I remember praying and asking God to replace the garbage that I had in front of me with someone else who was worth so much. I’m falling in love with him now and his feelings for me are the same, yet stronger. But all in all, yes, I am happy…finally! However, I am still healing and dealing with some issues. But I know I will overcome them and be myself again. I am learning to open my heart and allow someone in. Thanks.










love your story>>>Good for you
Eeee!

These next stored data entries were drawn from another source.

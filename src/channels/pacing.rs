//! Outbound pacing per subscriber.
//!
//! Chat platforms throttle bursts to a single chat. [`SendPacer`] keeps a
//! minimum gap between consecutive sends to the same subscriber; different
//! subscribers never wait on each other.

use crate::profile::SubscriberId;
use std::collections::HashMap;
use std::sync::Mutex;
use std::time::{Duration, Instant};

/// Per-subscriber minimum-gap scheduler for outbound messages.
#[derive(Debug)]
pub struct SendPacer {
    min_gap: Duration,
    /// Earliest instant the next send to each subscriber may start.
    next_slot: Mutex<HashMap<SubscriberId, Instant>>,
}

impl SendPacer {
    #[must_use]
    pub fn new(min_gap: Duration) -> Self {
        Self {
            min_gap,
            next_slot: Mutex::new(HashMap::new()),
        }
    }

    /// Claim the next send slot for `to` and return how long to wait for it.
    pub fn reserve(&self, to: SubscriberId, now: Instant) -> Duration {
        if self.min_gap.is_zero() {
            return Duration::ZERO;
        }
        let mut slots = self.next_slot.lock().unwrap_or_else(|e| e.into_inner());
        let slot = match slots.get(&to) {
            Some(next) if *next > now => *next,
            _ => now,
        };
        slots.insert(to, slot + self.min_gap);
        slot.saturating_duration_since(now)
    }

    /// Wait until a send to `to` is allowed.
    pub async fn pace(&self, to: SubscriberId) {
        let wait = self.reserve(to, Instant::now());
        if !wait.is_zero() {
            tokio::time::sleep(wait).await;
        }
    }
}
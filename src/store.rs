//! Durable storage of subscriber profiles.
//!
//! The on-disk layout stays compatible with the bot's historical
//! `users.json`: a map from chat id to
//! `{"tracking_enabled": bool, "tracked_items": {"SEEDS": [...], ...}}`.

use crate::error::{Result, StockError};
use crate::profile::{SubscriberId, UserProfile};
use std::collections::BTreeMap;
use std::path::{Path, PathBuf};
use tracing::debug;

/// All persisted profiles keyed by subscriber.
pub type ProfileMap = BTreeMap<SubscriberId, UserProfile>;

/// Load/save contract for subscriber preferences.
pub trait PreferenceStore: Send + Sync {
    /// Read every stored profile.
    fn load(&self) -> Result<ProfileMap>;

    /// Replace the stored profiles with `profiles`.
    fn save(&self, profiles: &ProfileMap) -> Result<()>;
}

/// Preference store backed by a single pretty-printed JSON file.
#[derive(Debug, Clone)]
pub struct JsonFileStore {
    path: PathBuf,
}

impl JsonFileStore {
    pub fn new(path: impl Into<PathBuf>) -> Self {
        Self { path: path.into() }
    }

    #[must_use]
    pub fn path(&self) -> &Path {
        &self.path
    }
}

impl PreferenceStore for JsonFileStore {
    fn load(&self) -> Result<ProfileMap> {
        let bytes = match std::fs::read(&self.path) {
            Ok(contents) => contents,
            Err(e) if e.kind() == std::io::ErrorKind::NotFound => {
                debug!("no preference file at {}, starting empty", self.path.display());
                return Ok(ProfileMap::new());
            }
            Err(e) => {
                return Err(StockError::Persistence(format!(
                    "cannot read {}: {e}",
                    self.path.display()
                )));
            }
        };

        serde_json::from_slice(&bytes).map_err(|e| {
            StockError::Persistence(format!("cannot parse {}: {e}", self.path.display()))
        })
    }

    fn save(&self, profiles: &ProfileMap) -> Result<()> {
        if let Some(parent) = self.path.parent() {
            std::fs::create_dir_all(parent).map_err(|e| {
                StockError::Persistence(format!("cannot create {}: {e}", parent.display()))
            })?;
        }

        let json = serde_json::to_string_pretty(profiles)
            .map_err(|e| StockError::Persistence(format!("cannot serialize profiles: {e}")))?;

        std::fs::write(&self.path, json).map_err(|e| {
            StockError::Persistence(format!("cannot write {}: {e}", self.path.display()))
        })
    }
}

Im so happy for you !!!
HI FRIEND READING YOUR STORIE IS LIKE READING WHATS HAPPENING TO ME IM SCARED BECAUSE I STILL LOVE HIM YET HE HAS MOVED ON AND HAS TREATED ME LIKE SH@# IN THE PAST ALL HIS FRIENDS AND FAMILY WARNED ME BUT I DIDNT LISTEN I THOUGHT HE DISERVED A GOOD WOMAN AND A SECOND CHANCE AND THAT I WOULD BE DIFFRENT BUT IT TURNS OUT I WASENT HE THREW ME OUT LIKE YESTERDAYS MAIL EVEN THOUGH I WAS GOOD TO HIM THERE FOR HIM AND GAVE HIM EVERYTHING I COULD HE STILL TREATED ME LIKE I WASENT WORTH HIS LOVE AND NOW I AM SO SCARED OF STARTING OVER I DONT EVEN TRY TO TALK TO GUYS OR ANY THING I KEEP TO MYSELF AND IM SCARED OF FALLING IN LOVE FROM YOUR STORIE I GET THAT THIS WILL PASS AND I HOPE ONE DAY I CAN BE HAPPY AND FIND MYSELF JUST AS YOU HAVE GOD BLESS AND KEEP YOU HEAD UP AND THANK YOU FOR YOUR INSPIRING STORIE I KNOW NOW I DISERVE TO MOVE ON AND BETTER THANK YOU
HI IVETTE
I READ YOUR COMMENT AND FIRST MORE THANKS FOR YOUR INPUT. TRUST ME IT IS NOT EASY MOVING ON. BUT WITH TIME YOU WILL AND I BEEN THERE I KNOW THE FEELING SO WELL LIKE IF IT WAS JUST YESTERDAY. IF YOU WANNA TALK JUST EMAIL ME WHEN EVER..
I think you definitely, always, absolutely, without a doubt deserve a second chance at love…anyone who has had the misfortune of having their heart broken by someone else should always have a second, third and even fourth time at love…we all do!